- [WORK INSTRUCTIONS]
What you return must be every line from the beginning of the data through the line holding "usize) -> ApiResult<Vec<Message>>", unchanged.

[Records from a data source]
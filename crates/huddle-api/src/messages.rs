use chrono::{DateTime, FixedOffset, NaiveDateTime, TimeZone, Utc};
use tracing::{debug, info, warn};

use huddle_gateway::Session;
use huddle_types::events::ServerEvent;
use huddle_types::models::{Message, User};

use crate::channels::{self, require_member};
use crate::error::{ApiError, ApiResult};
use crate::state::AppState;

/// All messages of a channel, ascending by timestamp. Storage order breaks
/// ties.
pub async fn ordered(state: &AppState, channel_id: &str) -> ApiResult<Vec<Message>> {
    let mut messages = state
        .store
        .query::<Message>()
        .within(channel_id)
        .results()
        .await?;
    messages.sort_by(|a, b| a.timestamp.cmp(&b.timestamp));
    Ok(messages)
}

/// The `count` most recent messages, ascending.
pub async fn recent(state: &AppState, channel_id: &str, count: usize) -> ApiResult<Vec<Message>> {
    let mut messages = ordered(state, channel_id).await?;
    let skip = messages.len().saturating_sub(count);
    Ok(messages.split_off(skip))
}

/// Reject history requests above the configured limit rather than
/// returning fewer messages than asked for.
pub fn check_history_count(state: &AppState, count: usize) -> ApiResult<()> {
    let limit = state.settings.history_limit;
    if count > limit {
        return Err(ApiError::InvalidPayload(format!(
            "at most {} messages can be requested, got {}",
            limit, count
        )));
    }
    Ok(())
}

/// Index of the timestamp closest to `target` in an ascending slice. On a
/// tie the earlier message wins.
pub fn nearest_index(timestamps: &[DateTime<Utc>], target: DateTime<Utc>) -> Option<usize> {
    if timestamps.is_empty() {
        return None;
    }

    // First index at or after the target; everything before it is earlier.
    let after = timestamps.partition_point(|t| *t < target);
    if after == 0 {
        return Some(0);
    }

    // Earliest message sharing the preceding timestamp.
    let before_ts = timestamps[after - 1];
    let before = timestamps.partition_point(|t| *t < before_ts);
    if after == timestamps.len() {
        return Some(before);
    }

    let before_gap = target - before_ts;
    let after_gap = timestamps[after] - target;
    if after_gap < before_gap {
        Some(after)
    } else {
        Some(before)
    }
}

/// Interpret a wall-clock time at a fixed UTC offset.
pub fn local_to_utc(local: NaiveDateTime, utc_offset_minutes: i32) -> ApiResult<DateTime<Utc>> {
    let offset = utc_offset_minutes
        .checked_mul(60)
        .and_then(FixedOffset::east_opt)
        .ok_or_else(|| ApiError::Parsing(format!("invalid UTC offset {} minutes", utc_offset_minutes)))?;
    offset
        .from_local_datetime(&local)
        .single()
        .map(|t| t.with_timezone(&Utc))
        .ok_or_else(|| ApiError::Parsing(format!("invalid local time {}", local)))
}

pub async fn send(
    state: &AppState,
    session: &Session,
    user: &User,
    channel_id: String,
    body: String,
) -> ApiResult<()> {
    require_member(state, user, &channel_id).await?;

    let message = Message::new(user.email.clone(), channel_id.clone(), body);
    let message = state.store.insert(message).await.map_err(|e| {
        warn!("Failed to store message from {} in {}: {}", user.email, channel_id, e);
        ApiError::InsertFailed
    })?;

    let delivered = state
        .registry
        .broadcast_to_channel(
            &channel_id,
            ServerEvent::MessageReceived(message.clone()),
            Some(session.conn_id()),
        )
        .await;
    debug!("Message {} in {} fanned out to {} connection(s)", message.id, channel_id, delivered);

    state
        .registry
        .send_to_conn(session.conn_id(), ServerEvent::MessageReceived(message))
        .await;
    Ok(())
}

pub async fn history(
    state: &AppState,
    session: &Session,
    user: &User,
    channel_id: String,
    count: usize,
) -> ApiResult<()> {
    require_member(state, user, &channel_id).await?;
    check_history_count(state, count)?;

    let mut messages = ordered(state, &channel_id).await?;
    if messages.is_empty() {
        return Err(ApiError::EmptyChannel(channel_id));
    }
    let skip = messages.len().saturating_sub(count);
    let messages = messages.split_off(skip);

    state
        .registry
        .send_to_conn(
            session.conn_id(),
            ServerEvent::History {
                channel: channel_id,
                messages,
            },
        )
        .await;
    Ok(())
}

pub async fn lookup(
    state: &AppState,
    session: &Session,
    user: &User,
    channel_id: String,
    local_time: NaiveDateTime,
    utc_offset_minutes: i32,
) -> ApiResult<()> {
    let target = local_to_utc(local_time, utc_offset_minutes)?;
    require_member(state, user, &channel_id).await?;

    let messages = ordered(state, &channel_id).await?;
    let timestamps: Vec<DateTime<Utc>> = messages.iter().map(|m| m.timestamp).collect();
    let index = nearest_index(&timestamps, target)
        .ok_or_else(|| ApiError::EmptyChannel(channel_id.clone()))?;

    state
        .registry
        .send_to_conn(
            session.conn_id(),
            ServerEvent::LookupResult {
                channel: channel_id,
                messages,
                index,
            },
        )
        .await;
    Ok(())
}

/// Remove one of the caller's own messages. The channel goes too if no
/// message from a live sender is left, even with members remaining.
pub async fn delete(
    state: &AppState,
    session: &Session,
    user: &User,
    channel_id: String,
    message_id: String,
) -> ApiResult<()> {
    let message = state
        .store
        .query::<Message>()
        .within(channel_id.as_str())
        .by_key(&message_id)
        .first()
        .await?
        .ok_or_else(|| ApiError::MessageNotFound(message_id.clone()))?;
    if message.sender != user.email {
        return Err(ApiError::NotOwner);
    }

    state
        .store
        .query::<Message>()
        .within(channel_id.as_str())
        .by_key(&message_id)
        .delete()
        .await?;

    let event = ServerEvent::MessageDeleted {
        channel: channel_id.clone(),
        message_id,
    };
    state
        .registry
        .broadcast_to_channel(&channel_id, event.clone(), Some(session.conn_id()))
        .await;
    state.registry.send_to_conn(session.conn_id(), event).await;

    if channels::prune_if_abandoned(state, &channel_id).await? {
        info!("Channel {} removed after its last live message was deleted", channel_id);
    }
    Ok(())
}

- [ANSWER FOR THIS EXERCISE]
filename crates/huddle-api/src/messages.rs
use chrono::{DateTime, FixedOffset, NaiveDateTime, TimeZone, Utc};
use tracing::{debug, info, warn};

use huddle_gateway::Session;
use huddle_types::events::ServerEvent;
use huddle_types::models::{Message, User};

use crate::channels::{self, require_member};
use crate::error::{ApiError, ApiResult};
use crate::state::AppState;

/// All messages of a channel, ascending by timestamp. Storage order breaks
/// ties.
pub async fn ordered(state: &AppState, channel_id: &str) -> ApiResult<Vec<Message>> {
    let mut messages = state
        .store
        .query::<Message>()
        .within(channel_id)
        .results()
        .await?;
    messages.sort_by(|a, b| a.timestamp.cmp(&b.timestamp));
    Ok(messages)
}

/// The `count` most recent messages, ascending.
pub async fn recent(state: &AppState, channel_id: &str, count: usize) -> ApiResult<Vec<Message>> {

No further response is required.